Lake Tekapo to Wanaka

After a well deserved rest day in Lake Tekapo, it was time to set off on the trail again. Robert and I had decided to hire bikes for the next section, a 90 km ride along mostly canals and roads. It was nice to cycle along quietly and enjoy the scenery. It would have been a lot more boring to walk so, all in all, it was a good decision to go with the bikes.

After less than 17 km it was time for a break that marked a milestone in my project the-walk. I had reached 40,000 human powered kilometers! Not bad considering that almost 27,000 of those kilometers were walking.

I hadn’t really intended to celebrate 40k, but it actually felt quite good to stop and make a bigger deal off it. Robert had a couple of beers and we ate some chips and had a drink while taking a few photos.

Further down the road, we found 2 large whirlpools, sucking water from the dam and further down the canal. They were very impressive, especially when we could see just how much power was released on the other side of the dam.

We stopped for lunch in Twizel and after some really rough gravel roads, found ourself on the alps2ocean bike track. It was a big improvement and the riding become interesting and pleasurable.

The ride lasted for 92 km and we finally arrived at Lake Ohau Lodge , were we had booked a room with both dinner and breakfast. Luxury!!

Next day it was time to start walking again, a long hike along river beds and up and down hills until just before the Ahuriri River. We camped close to a small stream and enjoyed a beautiful sunset and a cold windy night.

The next day started with a short walk to the Ahuriri River, a river crossing that is supposed to be the widest crossing on the TA, but it proved quite easy when we where there and it felt good to have it done.

Shortly after the river crossing, we found the marker for 2500 km on the TA. Naturally, it did not mean that far for me as I’m only doing the South Island, but it did mean that I only had just over 500 km to go.

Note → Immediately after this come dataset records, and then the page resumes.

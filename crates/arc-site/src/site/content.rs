/// One photograph shown in a gallery carousel or the lightbox.
#[derive(Debug, Clone, PartialEq, Eq)]
pub struct GalleryImage {
    pub src: String,
    pub title: String,
    pub caption: String,
}

impl GalleryImage {
    pub fn new(src: &str, title: &str, caption: &str) -> Self {
        Self {
            src: src.to_string(),
            title: title.to_string(),
            caption: caption.to_string(),
        }
    }
}

/// How many slides a carousel shows at full width.
#[derive(Debug, Clone, Copy, PartialEq, Eq)]
pub enum CarouselLayout {
    /// A lone image is shown large instead of in a slider.
    Single,
    Slides(usize),
}

#[derive(Debug, Clone, PartialEq, Eq)]
pub struct GallerySection {
    pub slug: String,
    pub title: String,
    pub images: Vec<GalleryImage>,
}

impl GallerySection {
    pub fn layout(&self) -> CarouselLayout {
        match self.images.len() {
            0 | 1 => CarouselLayout::Single,
            2 => CarouselLayout::Slides(2),
            _ => CarouselLayout::Slides(3),
        }
    }
}

#[derive(Debug, Clone, PartialEq, Eq)]
pub struct Feature {
    pub icon: String,
    pub title: String,
    pub description: String,
}

#[derive(Debug, Clone, PartialEq)]
pub struct Location {
    pub summary: String,
    pub highlights: Vec<String>,
    pub latitude: f64,
    pub longitude: f64,
    pub map_label: String,
    pub image: GalleryImage,
}

impl Location {
    pub fn google_maps_url(&self) -> String {
        format!(
            "https://www.google.com/maps?q={:.6},{:.6}",
            self.latitude, self.longitude
        )
    }

    pub fn apple_maps_url(&self) -> String {
        format!(
            "http://maps.apple.com/?ll={:.6},{:.6}&q={}",
            self.latitude,
            self.longitude,
            self.map_label.split_whitespace().collect::<Vec<_>>().join("+")
        )
    }
}

#[derive(Debug, Clone, PartialEq, Eq)]
pub struct ContactDetails {
    pub email: String,
    pub phone: String,
    pub address: String,
    pub map_embed_url: String,
}

/// Everything the landing page and the enquiry page display.
#[derive(Debug, Clone, PartialEq)]
pub struct SiteContent {
    pub name: String,
    pub developer: String,
    pub document_title: String,
    pub tagline: String,
    pub logo: GalleryImage,
    pub hero: GalleryImage,
    pub gallery: Vec<GallerySection>,
    pub floor_plan: GalleryImage,
    pub features: Vec<Feature>,
    pub location: Location,
    pub cta_heading: String,
    pub cta_body: String,
    pub copyright_holder: String,
    pub contact: ContactDetails,
    pub enquiry_heading: String,
    pub enquiry_intro: String,
}

/// Resolved lightbox target.
#[derive(Debug, Clone, Copy, PartialEq, Eq)]
pub struct LightboxItem<'a> {
    pub section_slug: &'a str,
    pub section_title: &'a str,
    pub index: usize,
    pub image: &'a GalleryImage,
}

pub const FLOOR_PLAN_SLUG: &str = "floor-plan";
pub const LOCATION_SLUG: &str = "location";

impl SiteContent {
    /// Look up an image by section slug and position. The floor plan and the
    /// location map behave as single-image sections.
    pub fn lightbox(&self, section: &str, index: usize) -> Option<LightboxItem<'_>> {
        let (slug, title, images): (&str, &str, &[GalleryImage]) = match section {
            FLOOR_PLAN_SLUG => (
                FLOOR_PLAN_SLUG,
                "Explore the Floor Plan",
                std::slice::from_ref(&self.floor_plan),
            ),
            LOCATION_SLUG => (
                LOCATION_SLUG,
                "Prime Location",
                std::slice::from_ref(&self.location.image),
            ),
            other => {
                let found = self.gallery.iter().find(|s| s.slug == other)?;
                (found.slug.as_str(), found.title.as_str(), found.images.as_slice())
            }
        };

        images.get(index).map(|image| LightboxItem {
            section_slug: slug,
            section_title: title,
            index,
            image,
        })
    }

    pub fn sree_dhanya_arc() -> Self {
        Self {
            name: "Sree Dhanya ARC".to_string(),
            developer: "Jai&Sons".to_string(),
            document_title: "Sree Dhanya ARC – Premium Residence by Jai&Sons".to_string(),
            tagline: "Luxury Living in the Heart of the City".to_string(),
            logo: GalleryImage::new("/images/logo.png", "Jai&Sons Logo", ""),
            hero: GalleryImage::new("/images/arc-main.png", "Sree Dhanya ARC Building", ""),
            gallery: vec![
                GallerySection {
                    slug: "exterior".to_string(),
                    title: "Exterior Views".to_string(),
                    images: vec![
                        GalleryImage::new(
                            "/images/side.png",
                            "Side View",
                            "Contemporary architectural design with premium finishes",
                        ),
                        GalleryImage::new(
                            "/images/night.png",
                            "Night View",
                            "Stunning illuminated facade in the evening",
                        ),
                        GalleryImage::new(
                            "/images/arc-main.png",
                            "Main Entrance",
                            "Grand entrance and driveway",
                        ),
                        GalleryImage::new(
                            "/images/roof.png",
                            "Rooftop View",
                            "Panoramic views from the rooftop",
                        ),
                        GalleryImage::new(
                            "/images/balcony.png",
                            "Balcony View",
                            "Elegant balconies with panoramic city views",
                        ),
                    ],
                },
                GallerySection {
                    slug: "lobby".to_string(),
                    title: "Lobby & Common Areas".to_string(),
                    images: vec![
                        GalleryImage::new(
                            "/images/reception.png",
                            "Reception",
                            "24/7 staffed reception with concierge services",
                        ),
                        GalleryImage::new(
                            "/images/lobby.png",
                            "Main Lobby",
                            "Grand entrance lobby with luxury finishes",
                        ),
                    ],
                },
                GallerySection {
                    slug: "interiors".to_string(),
                    title: "Apartment Spaces".to_string(),
                    images: vec![
                        GalleryImage::new(
                            "/images/living-room.png",
                            "Living Room",
                            "Spacious living areas with premium flooring",
                        ),
                        GalleryImage::new(
                            "/images/kitchen.png",
                            "Kitchen",
                            "Modern kitchen with high-end appliances",
                        ),
                        GalleryImage::new(
                            "/images/master.png",
                            "Master Bedroom",
                            "Luxurious master suite",
                        ),
                        GalleryImage::new(
                            "/images/closet.png",
                            "Walk-in Closet",
                            "Custom-designed walk-in closets",
                        ),
                        GalleryImage::new(
                            "/images/dining.png",
                            "Dining Area",
                            "Elegant dining space for family gatherings",
                        ),
                        GalleryImage::new(
                            "/images/balcony.png",
                            "Private Balcony",
                            "Spacious private balcony for outdoor living",
                        ),
                        GalleryImage::new(
                            "/images/balcony-surface.png",
                            "Balcony Detail",
                            "Premium balcony finishes and details",
                        ),
                    ],
                },
                GallerySection {
                    slug: "amenities".to_string(),
                    title: "Amenities & Lifestyle".to_string(),
                    images: vec![
                        GalleryImage::new(
                            "/images/pool.png",
                            "Infinity Pool",
                            "Luxurious infinity pool with city views",
                        ),
                        GalleryImage::new(
                            "/images/bar.png",
                            "Sky Lounge",
                            "Exclusive sky lounge with panoramic views",
                        ),
                        GalleryImage::new(
                            "/images/gym.png",
                            "Fitness Center",
                            "State-of-the-art fitness center",
                        ),
                        GalleryImage::new(
                            "/images/game.png",
                            "Game Room",
                            "Entertainment and game room",
                        ),
                        GalleryImage::new(
                            "/images/playground.png",
                            "Kids Playground",
                            "Safe and engaging children's play area",
                        ),
                        GalleryImage::new(
                            "/images/theater.png",
                            "Private Theater",
                            "Private cinema with premium seating",
                        ),
                    ],
                },
            ],
            floor_plan: GalleryImage::new(
                "/images/plan.png",
                "Detailed Floor Plan",
                "Thoughtfully designed floor plans optimized for modern living",
            ),
            features: [
                ("🏠", "3 BHK Premium Units", "Spacious living with premium finishes"),
                ("🏊", "Rooftop Infinity Pool", "Luxurious swimming with city views"),
                ("🎮", "Game Room & Lounge", "Perfect space for entertainment"),
                ("🎬", "Private Mini Theater", "State-of-the-art home cinema"),
                ("💪", "Fully-Equipped Gym", "Modern fitness facilities"),
                ("🎯", "Children's Play Area", "Safe space for kids to play"),
                ("🍸", "Sky Lounge & Bar", "Elegant socializing space"),
                ("🌆", "4 Spacious Balconies", "Enjoy panoramic city views"),
                ("📏", "1220 Sqft Carpet Area", "Generous living space"),
            ]
            .into_iter()
            .map(|(icon, title, description)| Feature {
                icon: icon.to_string(),
                title: title.to_string(),
                description: description.to_string(),
            })
            .collect(),
            location: Location {
                summary: "Strategically located near Sankar Road and Raja Kesavadas N.S.S. School, Sree Dhanya ARC offers the perfect blend of convenience and connectivity.".to_string(),
                highlights: vec![
                    "10 min to Lulu Mall".to_string(),
                    "3 min to Metro Station".to_string(),
                    "Surrounded by top schools and hospitals".to_string(),
                ],
                latitude: 8.514194,
                longitude: 76.9715,
                map_label: "Sree Dhanya ARC".to_string(),
                image: GalleryImage::new(
                    "/images/location.png",
                    "Strategic Location",
                    "Perfectly situated in the heart of the city with excellent connectivity",
                ),
            },
            cta_heading: "Ready to Own Your Dream Home?".to_string(),
            cta_body: "Secure your premium residence at Sree Dhanya ARC today. Limited units available.".to_string(),
            copyright_holder: "Jai&Sons Real Estate Group".to_string(),
            contact: ContactDetails {
                email: "info@jaiandsons.com".to_string(),
                phone: "+91 123 456 7890".to_string(),
                address: "Sankar Road, Near Raja Kesavadas N.S.S. School, Kochi, Kerala".to_string(),
                map_embed_url: "https://www.google.com/maps?q=8.514194,76.971500&output=embed".to_string(),
            },
            enquiry_heading: "Let's Start Your Luxury Living Journey".to_string(),
            enquiry_intro: "Experience the epitome of luxury living at Sree Dhanya ARC. Our team is ready to guide you through every step of your journey to finding your dream home.".to_string(),
        }
    }
}

#[cfg(test)]
mod tests {
    use super::*;

    #[test]
    fn map_links_use_six_decimal_coordinates() {
        let content = SiteContent::sree_dhanya_arc();
        assert_eq!(
            content.location.google_maps_url(),
            "https://www.google.com/maps?q=8.514194,76.971500"
        );
        assert_eq!(
            content.location.apple_maps_url(),
            "http://maps.apple.com/?ll=8.514194,76.971500&q=Sree+Dhanya+ARC"
        );
    }

    #[test]
    fn carousel_layout_depends_on_image_count() {
        let content = SiteContent::sree_dhanya_arc();
        let layouts: Vec<_> = content.gallery.iter().map(GallerySection::layout).collect();
        assert_eq!(
            layouts,
            vec![
                CarouselLayout::Slides(3),
                CarouselLayout::Slides(2),
                CarouselLayout::Slides(3),
                CarouselLayout::Slides(3),
            ]
        );

        let single = GallerySection {
            slug: "solo".to_string(),
            title: "Solo".to_string(),
            images: vec![content.floor_plan.clone()],
        };
        assert_eq!(single.layout(), CarouselLayout::Single);
    }

    #[test]
    fn lightbox_resolves_gallery_and_single_image_sections() {
        let content = SiteContent::sree_dhanya_arc();

        let kitchen = content.lightbox("interiors", 1).expect("kitchen exists");
        assert_eq!(kitchen.image.title, "Kitchen");
        assert_eq!(kitchen.section_title, "Apartment Spaces");

        let plan = content.lightbox(FLOOR_PLAN_SLUG, 0).expect("plan exists");
        assert_eq!(plan.image.src, "/images/plan.png");

        assert!(content.lightbox(FLOOR_PLAN_SLUG, 1).is_none());
        assert!(content.lightbox("lobby", 2).is_none());
        assert!(content.lightbox("penthouse", 0).is_none());
    }
}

The day continued with a climb up towards Martha Saddle and the wind kept getting stronger and stronger. When I finally arrived at the saddle, it was blowing a gale and it took me 15 minutes just to try to get my rain jacket on. There were several times I was blown sideways and backwards but, luckily, the trail was both wide and well formed.

The day ended at Top Timaru Hut where we found two other couples that we had met earlier on the trail. It’s interesting the way through hiking becomes such a social event. South bound hikers all become part of the same social group and you run into each other time and time again.

I expected the next day to be an easy day, but it proved hard and after only 14 km it was time to call it a day at Stodys Hut. The last 2 km were more or less straight up and were extremely taxing…

From Stodys, the next day was windy, cold and wet, with only a few glimpses of the scenery. A shame as the view of Lake Hawea is supposed to be exceptional.

I did manage to get a little bit of a view from the ridge coming down towards Lake Hawea before the mist and rain closed in completely.

After a night in Lake Hawea, it was an easy, flat walk to Wanaka , mostly along roads and the side of the canal. Along the way we were able to watch both surfers and kayakers practice on the standing waves generated at few places along the canal.

As I write this, we have had a rest day in Wanaka, done some resupplying and had what could possibly be the last beers and food in a restaurant for a while.

NZ is going into stage 4 virus alert and I am not quite sure how it is going to affect our chances of continuing. Restaurants, bars and take away places are closing and everyone is being told to stay at home. As my home is my tent at the moment, I not sure what we will have to do. We have decided to continue to Queenstown tomorrow, as we will be very isolated while out on the trail, but DOC is closing huts and campgrounds so we might have a bit of trouble after that. We’ll have to make a new decision once , or if, we manage to reach Qeenstown..

There are a lot of questions at the moment and I have no idea what is going to happen in the next week or so.

I have applied for an extension to my visa, at a cost of 256 dollars, and hope I will be able to stay in NZ for the next 4 months as my exit flight is to Australia and they have closed the borders completely.